_DESCRIPTION OF THE TASK_.
Below are several entries. Transcribe exactly those lines that fall from the one with "const HISTORICAL_NOW: i64 = i64::MAX / 2;" through the one with "historical(-1_000, 1_000), MidpointTieBreak::default());", end lines included.

START EXTRACTED MATERIAL

// -*- mode: rust; -*-
//
// This file is part of pairing-tss.
// See LICENSE for licensing information.

//! Key material for a roster and the pluggable generator producing it.
//!
//! Keying a roster runs, per node:
//!
//! ```text
//! (1 generate private shares for the share ids this node owns)
//! (2 derive the matching public shares)
//! (3 encode share material for every other participant)
//!                     submit one message per owned share id
//! ---------------------------------------->
//! ```
//!
//! How shares are generated and encoded is up to the [`ShareGenerator`]; the
//! protocol around it only relies on the types here.

use crate::roster::{NodeId, ParticipantDirectory, RosterHash};
use crate::{Error, PairingPrivateKey, PairingPublicKey};

/// One of this node's private shares of a roster key.
#[derive(Clone, Debug, Eq, PartialEq)]
pub struct PrivateShare {
    /// The 1-based share id.
    pub share_id: u32,
    /// The share's secret.
    pub key: PairingPrivateKey,
}

/// The public counterpart of a [`PrivateShare`].
#[derive(Clone, Debug, Eq, PartialEq)]
#[cfg_attr(feature = "serde", derive(serde::Serialize, serde::Deserialize))]
pub struct PublicShare {
    /// The 1-based share id.
    pub share_id: u32,
    /// The share's public key.
    pub key: PairingPublicKey,
}

impl PublicShare {
    /// Derives the public share of `share`.
    pub fn create(share: &PrivateShare) -> Result<PublicShare, Error> {
        Ok(PublicShare {
            share_id: share.share_id,
            key: PairingPublicKey::create(&share.key)?,
        })
    }
}

/// An outbound message payload for one of this node's share ids.
#[derive(Clone, Debug, Eq, PartialEq)]
pub struct ShareMessage {
    /// The share id the material comes from.
    pub share_index: u32,
    /// Encoded material, opaque to the protocol.
    pub payload: Vec<u8>,
}

/// Produces key material for a roster.
pub trait ShareGenerator: Send + Sync {
    /// Private shares for the share ids `self_id` owns in `directory`.
    fn generate_private_shares(
        &self,
        self_id: NodeId,
        roster_hash: RosterHash,
        directory: &ParticipantDirectory,
    ) -> Result<Vec<PrivateShare>, Error>;

    /// Public shares matching `private_shares`.
    fn generate_public_shares(
        &self,
        private_shares: &[PrivateShare],
    ) -> Result<Vec<PublicShare>, Error> {
        private_shares.iter().map(PublicShare::create).collect()
    }

    /// Message payloads carrying `private_shares` to the other participants.
    fn share_messages(
        &self,
        roster_hash: RosterHash,
        directory: &ParticipantDirectory,
        private_shares: &[PrivateShare],
    ) -> Result<Vec<ShareMessage>, Error>;
}
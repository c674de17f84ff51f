use chrono::{DateTime, FixedOffset, Offset, Utc};
use serde::{Deserialize, Serialize};
use tracing::warn;

use crate::core::types::{MILLIS_PER_DAY, MILLIS_PER_MINUTE};

/// Calendar used for labels and day boundaries, as a fixed UTC offset.
#[derive(Debug, Clone, Copy, PartialEq, Eq, Default, Serialize, Deserialize)]
pub struct LabelCalendar {
    pub utc_offset_minutes: i32,
}

impl LabelCalendar {
    pub const UTC: Self = Self {
        utc_offset_minutes: 0,
    };

    #[must_use]
    pub fn new(utc_offset_minutes: i32) -> Self {
        Self { utc_offset_minutes }
    }

    /// Offset resolved through chrono; out-of-range offsets fall back to UTC.
    #[must_use]
    pub fn fixed_offset(self) -> FixedOffset {
        let utc = Utc.fix();
        match self.utc_offset_minutes.checked_mul(60) {
            Some(seconds) => FixedOffset::east_opt(seconds).unwrap_or_else(|| {
                warn!(
                    utc_offset_minutes = self.utc_offset_minutes,
                    "label offset out of range; using UTC"
                );
                utc
            }),
            None => utc,
        }
    }

    #[must_use]
    pub fn offset_ms(self) -> i64 {
        i64::from(self.fixed_offset().local_minus_utc()) * 1_000
    }

    /// Epoch milliseconds shifted into this calendar's wall clock.
    #[must_use]
    pub fn local_millis(self, time_ms: i64) -> i64 {
        time_ms.saturating_add(self.offset_ms())
    }

    #[must_use]
    pub fn is_day_boundary(self, time_ms: i64) -> bool {
        self.local_millis(time_ms).rem_euclid(MILLIS_PER_DAY) == 0
    }

    #[must_use]
    pub fn is_multiple_of_minutes(self, time_ms: i64, minutes: i64) -> bool {
        if minutes <= 0 {
            return false;
        }
        let local = self.local_millis(time_ms);
        local.rem_euclid(MILLIS_PER_MINUTE) == 0
            && (local.div_euclid(MILLIS_PER_MINUTE)).rem_euclid(minutes) == 0
    }

    fn datetime(self, time_ms: i64) -> Option<DateTime<FixedOffset>> {
        DateTime::<Utc>::from_timestamp_millis(time_ms)
            .map(|utc| utc.with_timezone(&self.fixed_offset()))
    }

    /// `HH:MM:SS`, used for tick, playhead and hover labels.
    #[must_use]
    pub fn format_clock(self, time_ms: i64) -> String {
        self.format_with(time_ms, "%H:%M:%S")
    }

    /// `YYYY-MM-DD`, used on day-boundary ticks.
    #[must_use]
    pub fn format_date(self, time_ms: i64) -> String {
        self.format_with(time_ms, "%Y-%m-%d")
    }

    fn format_with(self, time_ms: i64, pattern: &str) -> String {
        match self.datetime(time_ms) {
            Some(local) => local.format(pattern).to_string(),
            None => time_ms.to_string(),
        }
    }
}
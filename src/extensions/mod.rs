//! Hooks for host code that observes the engine without owning it.

pub mod listeners;

pub use listeners::{ListenerContext, TimelineEvent, TimelineListener};
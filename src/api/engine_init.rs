use tracing::{debug, warn};

use crate::core::{
    GraduationGenerator, IntervalIndex, LabelCalendar, MILLIS_PER_HOUR, MILLIS_PER_SECOND,
    SnapBounds, SystemClock, TimeSnapper, ViewWindow, WallClock, ZoomPanController,
    hours_for_threshold_span, normalize_threshold_or, round_millis,
};
use crate::error::TimelineResult;
use crate::interaction::{DragStateMachine, PlaybackClock, PlayheadState};
use crate::render::Renderer;

use super::engine_core::{
    EngineCore, TimelineInteractionState, TimelineModel, TimelinePresentationState,
    TimelineRuntimeState,
};
use super::validation::validate_config;
use super::{TimelineEngine, TimelineEngineConfig};

/// Distance of the default thresholds from "now".
const DEFAULT_THRESHOLD_REACH_MS: i64 = 12 * MILLIS_PER_HOUR;

impl<R: Renderer> TimelineEngine<R> {
    /// Creates an engine driven by the system wall clock.
    pub fn new(renderer: R, config: TimelineEngineConfig) -> TimelineResult<Self> {
        Self::with_clock(renderer, config, Box::new(SystemClock))
    }

    /// Creates an engine with an explicit source of "now".
    pub fn with_clock(
        renderer: R,
        config: TimelineEngineConfig,
        clock: Box<dyn WallClock>,
    ) -> TimelineResult<Self> {
        validate_config(&config)?;

        let now_ms = clock.now_ms();
        let start_threshold = config.start_threshold.as_ref().map_or(
            now_ms.saturating_sub(DEFAULT_THRESHOLD_REACH_MS),
            |input| normalize_threshold_or(input, now_ms.saturating_sub(DEFAULT_THRESHOLD_REACH_MS)),
        );
        let end_threshold = config.end_threshold.as_ref().map_or(
            now_ms.saturating_add(DEFAULT_THRESHOLD_REACH_MS),
            |input| normalize_threshold_or(input, now_ms.saturating_add(DEFAULT_THRESHOLD_REACH_MS)),
        );

        let hours_per_ruler = hours_for_threshold_span(start_threshold, end_threshold);
        let window = ViewWindow::new(
            start_threshold,
            hours_per_ruler,
            f64::from(config.viewport.width),
        );

        let intervals = IntervalIndex::default();
        let requested_time = config
            .initial_time
            .as_ref()
            .map_or(start_threshold, |input| {
                normalize_threshold_or(input, start_threshold)
            });
        let bounds = SnapBounds::new(start_threshold, end_threshold, now_ms);
        let initial_time =
            TimeSnapper::new(&intervals, bounds, config.midpoint_tie_break).snap(requested_time);

        let calendar = LabelCalendar::new(config.label_utc_offset_minutes);
        debug!(
            start_threshold,
            end_threshold, hours_per_ruler, initial_time, "timeline engine initialized"
        );

        Ok(Self {
            renderer,
            core: EngineCore {
                model: TimelineModel {
                    viewport: config.viewport,
                    zoom_pan: ZoomPanController::new(window),
                    intervals,
                    start_threshold,
                    end_threshold,
                    tie_break: config.midpoint_tie_break,
                },
                interaction: TimelineInteractionState {
                    playhead: PlayheadState::at(initial_time, window),
                    drag: DragStateMachine::default(),
                    hover: None,
                    playback: PlaybackClock::with_speed(
                        config.playback_cadence_ms,
                        config.speed_multiplier,
                    ),
                    step_forward_ms: step_forward_ms(config.step_forward_seconds),
                },
                presentation: TimelinePresentationState {
                    style: config.style,
                    graduations: GraduationGenerator::new(config.graduation, calendar),
                    calendar,
                },
                runtime: TimelineRuntimeState {
                    clock,
                    listeners: Vec::new(),
                },
            },
        })
    }
}

/// Arrow-key step in ms; invalid or sub-millisecond input falls back to 5 s.
pub(super) fn step_forward_ms(seconds: f64) -> i64 {
    let step = round_millis(seconds * MILLIS_PER_SECOND as f64);
    if seconds.is_finite() && step > 0 {
        step
    } else {
        warn!(seconds, "invalid step-forward value; using 5 s");
        5 * MILLIS_PER_SECOND
    }
}
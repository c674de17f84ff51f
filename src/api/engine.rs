use tracing::trace;

use crate::error::TimelineResult;
use crate::render::Renderer;

use super::validation::validate_style;
use super::{TimelineStyle, engine_core::EngineCore};

/// Main orchestration facade consumed by host applications.
///
/// `TimelineEngine` owns the view window, interval snapshot, playhead and
/// gesture state. Host callbacks go in through the `&mut self` methods, one at
/// a time; the renderer only ever sees finished `RenderFrame`s.
pub struct TimelineEngine<R: Renderer> {
    pub(super) renderer: R,
    pub(super) core: EngineCore,
}

impl<R: Renderer> TimelineEngine<R> {
    #[must_use]
    pub fn style(&self) -> TimelineStyle {
        self.core.presentation.style
    }

    pub fn set_style(&mut self, style: TimelineStyle) -> TimelineResult<()> {
        validate_style(style)?;
        self.core.presentation.style = style;
        Ok(())
    }

    /// Builds the current render plan and hands it to the renderer.
    pub fn render(&mut self) -> TimelineResult<()> {
        let frame = self.build_render_frame();
        trace!(
            rects = frame.rects.len(),
            lines = frame.lines.len(),
            texts = frame.texts.len(),
            "render timeline frame"
        );
        self.renderer.render(&frame)
    }

    #[must_use]
    pub fn renderer(&self) -> &R {
        &self.renderer
    }

    #[must_use]
    pub fn into_renderer(self) -> R {
        self.renderer
    }
}
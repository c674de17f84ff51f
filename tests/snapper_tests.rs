use proptest::prelude::*;
use timeline_rs::core::{Interval, IntervalIndex, MidpointTieBreak, SnapBounds, TimeSnapper};
use timeline_rs::render::Color;

const REC: Color = Color::rgb(0.1, 0.7, 0.2);
const EVT: Color = Color::rgb(0.9, 0.6, 0.0);

/// "Now" far past every end threshold used here: a historical view.
const HISTORICAL_NOW: i64 = i64::MAX / 2;

fn historical(start: i64, end: i64) -> SnapBounds {
    SnapBounds::new(start, end, HISTORICAL_NOW)
}

#[test]
fn gap_midpoint_belongs_to_earlier_recording_by_default() {
    let index = IntervalIndex::new(
        vec![Interval::recorded(0, 100, REC), Interval::recorded(200, 300, REC)],
        Vec::new(),
    );
    let snapper = TimeSnapper::new(&index, historical(-1_000, 1_000), MidpointTieBreak::default());

    assert_eq!(snapper.snap(150), 100);
    assert_eq!(snapper.snap(151), 200);
    assert_eq!(snapper.snap(120), 100);
    assert_eq!(snapper.snap(250), 250);
}

#[test]
fn covering_event_pulls_to_its_start() {
    let index = IntervalIndex::new(
        vec![Interval::recorded(0, 1_000, REC)],
        vec![Interval::event(400, 450, EVT)],
    );
    let snapper = TimeSnapper::new(&index, historical(0, 2_000), MidpointTieBreak::Earlier);

    assert_eq!(snapper.snap(420), 400);
    assert_eq!(snapper.snap(450), 400);
    assert_eq!(snapper.snap(451), 451);
}

#[test]
fn empty_recorded_track_only_clamps() {
    let index = IntervalIndex::default();
    let snapper = TimeSnapper::new(&index, historical(1_000, 2_000), MidpointTieBreak::Earlier);

    assert_eq!(snapper.snap(500), 1_000);
    assert_eq!(snapper.snap(5_000), 2_000);
    assert_eq!(snapper.snap(1_500), 1_500);
}

#[test]
fn before_first_recording_goes_to_its_start() {
    let index = IntervalIndex::new(vec![Interval::recorded(500, 900, REC)], Vec::new());
    let snapper = TimeSnapper::new(&index, historical(0, 2_000), MidpointTieBreak::Earlier);
    assert_eq!(snapper.snap(100), 500);
}

#[test]
fn after_last_recording_stops_at_its_end_unless_live() {
    let index = IntervalIndex::new(vec![Interval::recorded(0, 5_000, REC)], Vec::new());

    let historical_snapper =
        TimeSnapper::new(&index, historical(0, 10_000), MidpointTieBreak::Earlier);
    assert_eq!(historical_snapper.snap(6_000), 5_000);

    let live = SnapBounds::new(0, 10_000, 8_000);
    assert!(live.is_live());
    let live_snapper = TimeSnapper::new(&index, live, MidpointTieBreak::Earlier);
    assert_eq!(live_snapper.snap(6_000), 6_000);
    assert_eq!(live_snapper.snap(20_000), 10_000);
}

#[test]
fn event_starting_outside_thresholds_cannot_claim() {
    let index = IntervalIndex::new(
        vec![Interval::recorded(0, 1_000, REC)],
        vec![Interval::event(100, 600, EVT)],
    );
    let snapper = TimeSnapper::new(&index, historical(300, 1_000), MidpointTieBreak::Earlier);
    assert_eq!(snapper.snap(400), 400);
    assert_eq!(snapper.snap(0), 300);
}

fn interval_set() -> impl Strategy<Value = Vec<(i64, i64)>> {
    prop::collection::vec((1i64..500, 0i64..800), 0..6).prop_map(|pairs| {
        let mut cursor = 0;
        pairs
            .into_iter()
            .map(|(gap, len)| {
                let start = cursor + gap;
                let end = start + len;
                cursor = end;
                (start, end)
            })
            .collect()
    })
}

fn event_set() -> impl Strategy<Value = Vec<(i64, i64)>> {
    prop::collection::vec((0i64..6_000, 0i64..400), 0..4)
        .prop_map(|pairs| pairs.into_iter().map(|(start, len)| (start, start + len)).collect())
}

proptest! {
    #[test]
    fn snap_is_idempotent(
        recorded in interval_set(),
        events in event_set(),
        start in -500i64..3_000,
        span in 0i64..6_000,
        now in 0i64..10_000,
        later in any::<bool>(),
        candidate in -2_000i64..10_000
    ) {
        let index = IntervalIndex::new(
            recorded.iter().map(|(s, e)| Interval::recorded(*s, *e, REC)).collect(),
            events.iter().map(|(s, e)| Interval::event(*s, *e, EVT)).collect(),
        );
        let tie_break = if later { MidpointTieBreak::Later } else { MidpointTieBreak::Earlier };
        let bounds = SnapBounds::new(start, start + span, now);
        let snapper = TimeSnapper::new(&index, bounds, tie_break);

        let once = snapper.snap(candidate);
        prop_assert_eq!(snapper.snap(once), once);
        prop_assert!(once >= bounds.min_time() && once <= bounds.max_time());
    }
}
pub mod clock;
pub mod graduation;
pub mod interval;
pub mod snapper;
pub mod threshold;
pub mod time_format;
pub mod types;
pub mod view_window;
pub mod zoom_pan;

pub use clock::{FixedClock, SystemClock, WallClock};
pub use graduation::{
    Graduation, GraduationConfig, GraduationGenerator, GraduationLayout, GraduationTier,
    Graduations, MINUTES_PER_STEP,
};
pub use interval::{GapContext, Interval, IntervalIndex, IntervalTag};
pub use snapper::{MidpointTieBreak, SnapBounds, TimeSnapper};
pub use threshold::{ThresholdInput, normalize_threshold, normalize_threshold_or};
pub use time_format::LabelCalendar;
pub use types::{
    MILLIS_PER_DAY, MILLIS_PER_HOUR, MILLIS_PER_MINUTE, MILLIS_PER_SECOND, Viewport, round_millis,
};
pub use view_window::{
    MAX_HOURS_PER_RULER, MIN_HOURS_PER_RULER, ViewWindow, hours_for_threshold_span,
};
pub use zoom_pan::ZoomPanController;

END EXTRACTED MATERIAL

_RESPONSE BELOW_.
const HISTORICAL_NOW: i64 = i64::MAX / 2;

fn historical(start: i64, end: i64) -> SnapBounds {
    SnapBounds::new(start, end, HISTORICAL_NOW)
}

#[test]
fn gap_midpoint_belongs_to_earlier_recording_by_default() {
    let index = IntervalIndex::new(
        vec![Interval::recorded(0, 100, REC), Interval::recorded(200, 300, REC)],
        Vec::new(),
    );
    let snapper = TimeSnapper::new(&index, historical(-1_000, 1_000), MidpointTieBreak::default());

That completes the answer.